Diyânet İşleri Başkanlığı’nın Risâle-i Nur Külliyatı’nın önemli eserlerinden İşârâtü’l-İ’câz adlı tefsirin basımını tamamlamasının ardından yıllardır gönülden istediğimiz “Risale-i Nur eserleri okullarda okutulmalı, üniversitelerde kürsüler oluşturulup ders olarak yer almalı” gibi heyecanlı isteklerimiz yine gündemimize oturuverdi.

Risâle-i Nur, Kur’ân’ı asrın idrakine sunan hakikatli bir tefsirdir. Risâle-i Nur Külliyatı, çağımız insanının aklına takılan bütün sorulara mükemmel cevaplar sunar. Bu cevaplar sadece Türkiye’de değil, dünyanın pek çok ülkesinde, pek çok beldesinde büyük rağbet görmektedir. Ancak bu eserlerin yazıldığı bu coğrafyanın bu eserlere gerektiğinden çok daha fazla değer vermesi gerekmektedir.

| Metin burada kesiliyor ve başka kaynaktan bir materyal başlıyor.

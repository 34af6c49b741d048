//! Lodging lookup module
//!
//! Static mapping from city to sample Airbnb-style listings. The table is
//! built once and read-only afterwards.

use std::collections::HashMap;
use std::sync::OnceLock;

use serde::Serialize;

use super::city::city_key;
use super::envelope::Envelope;

/// A single lodging listing. Statically defined; no identity beyond its
/// position in the city's list.
#[derive(Debug, Clone, Copy, PartialEq, Eq, Serialize)]
pub struct Listing {
    pub title: &'static str,
    pub price_per_night: &'static str,
    pub location_highlights: &'static str,
}

/// Payload carrying a city's listings, in table order.
#[derive(Debug, Clone, PartialEq, Eq, Serialize)]
pub struct ListingResults {
    pub listings: Vec<Listing>,
}

fn sample_listings() -> &'static HashMap<&'static str, Vec<Listing>> {
    static TABLE: OnceLock<HashMap<&'static str, Vec<Listing>>> = OnceLock::new();
    TABLE.get_or_init(|| {
        HashMap::from([
            (
                "new york",
                vec![
                    Listing {
                        title: "Cozy Studio in Manhattan",
                        price_per_night: "$150",
                        location_highlights: "Close to Central Park and subway stations",
                    },
                    Listing {
                        title: "Modern Loft in Brooklyn",
                        price_per_night: "$120",
                        location_highlights: "Great nightlife and cafes nearby",
                    },
                ],
            ),
            (
                "san francisco",
                vec![
                    Listing {
                        title: "Chic Apartment near Golden Gate Park",
                        price_per_night: "$180",
                        location_highlights: "Quiet neighborhood, walkable to park",
                    },
                    Listing {
                        title: "Sunny Mission District Flat",
                        price_per_night: "$140",
                        location_highlights: "Vibrant area with restaurants and shops",
                    },
                ],
            ),
        ])
    })
}

/// Look up sample listings for a city.
///
/// The lookup key is the lowercased city name; the error message echoes the
/// caller's original input.
pub fn find_listings(city: &str) -> Envelope<ListingResults> {
    match sample_listings().get(city_key(city).as_str()) {
        Some(listings) => Envelope::success(ListingResults {
            listings: listings.clone(),
        }),
        None => Envelope::error(format!("No Airbnb data available for '{city}'.")),
    }
}

#[cfg(test)]
mod tests {
    use super::*;

    #[test]
    fn test_known_city_returns_listings() {
        let envelope = find_listings("new york");
        let Envelope::Success { payload } = envelope else {
            panic!("expected success for a known city");
        };
        assert_eq!(payload.listings.len(), 2);
        assert_eq!(payload.listings[0].title, "Cozy Studio in Manhattan");
        assert_eq!(payload.listings[1].title, "Modern Loft in Brooklyn");
    }

    #[test]
    fn test_lookup_is_case_insensitive() {
        let lower = find_listings("new york");
        let upper = find_listings("NEW YORK");
        let mixed = find_listings("New York");
        assert_eq!(lower, upper);
        assert_eq!(lower, mixed);
    }

    #[test]
    fn test_unknown_city_echoes_original_casing() {
        let envelope = find_listings("Bogotá");
        assert_eq!(
            envelope.error_message(),
            Some("No Airbnb data available for 'Bogotá'.")
        );
    }

    #[test]
    fn test_repeated_calls_are_identical() {
        let first = serde_json::to_string(&find_listings("san francisco")).unwrap();
        let second = serde_json::to_string(&find_listings("san francisco")).unwrap();
        assert_eq!(first, second);
    }
}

Önceki yazımızda “Bediüzzaman Nasıl Bir Muallimdir?” sorusuna cevaplar aramıştık. Madem öyledir, bir muallimin faydalandığı bir kaynak kitap elbette vardır. Zaten Üstad da kendisini Risâle-i Nur’un bir talebesi olarak görüyor. Gelin “Risâle-i Nur Nasıl Bir Ders Kitabıdır?” sorusuna beraber cevaplar bulmaya çalışalım:
1- Kelime öğretimi:
Günümüz insanlarının kelime haznesi çok zayıftır. Bunda okuma alışkanlığının olmaması, “dede-torun ilişkisinin kopması,” meşguliyet, üşengeçlik ve hazır bilgiye çabuk ulaşma gibi özellikler etkilidir. Risâle-i Nur ilim yüklü bir hazinedir. Çok zengin bir dili vardır. İnsanımızın sahip olduğu kelime sayısı üç yüzü geçmemektedir. Halbuki, Risâle-i Nur’un kelime haznesi, yüz binleri geçer. Risâle-i Nur’da hiçbir kelime tesadüfi değildir. Kelimeler, Kur’ân, hadis kaynaklı olup zengin manâlar ihtiva etmektedir. Risâle-i Nur eserlerinin lisanının kalitesinin tartışılamayacak kadar yüksek ve de özellikle Kur’ânî olduğunu, hiç şüphesiz kabul edenlerdeniz. İlâhî hikmetlerle, itinayla seçilerek dizilmiş cümlelerde veya kelimelerde, herhangi bir değişiklik veya sadeleştirme yapılması hâlinde, bu ulvî kalitenin o nispette düştüğü apaçık görülüyor. Cemil Meriç, bizzat yaşayanlardan görerek ve görüşerek müşahede ettiği bu hakikati, “Risâle-i Nurlar bizim millî hazinemizdir” diye yorumlar. Eserlerde, bir cümlede aynı ya da yakın manalara gelen üç-dört kelimeyi bile görebiliriz. Eğer bir kelimeyi hatırlayamadıysak o kelimeden sonra gelen diğer kelimeler manasını bilmediğimiz kelimeler hakkında bize ipuçları verir. Tahmin ettirir. “Risâle-i Nur, imânî meseleleri lüzûmu derecesinde izah etmiş… Başkalarından ders almaya ihtiyaç bırakmıyor. Herkes istidâdı nisbetinde kendi kendine istifâde eder. Aklınız herbir meseleyi tam anlamasa da, ruh, kalb ve vicdânınız hissesini alır.” Risâlede geçen cümle ne kadar ağır da olsa anlarız, ama anlatamayız bazen. İşte bunda cümlede geçen kelimelere aşinalık, önbilgileri harekete geçirme, tahmin etme gibi unsurlar önemli rol oynar.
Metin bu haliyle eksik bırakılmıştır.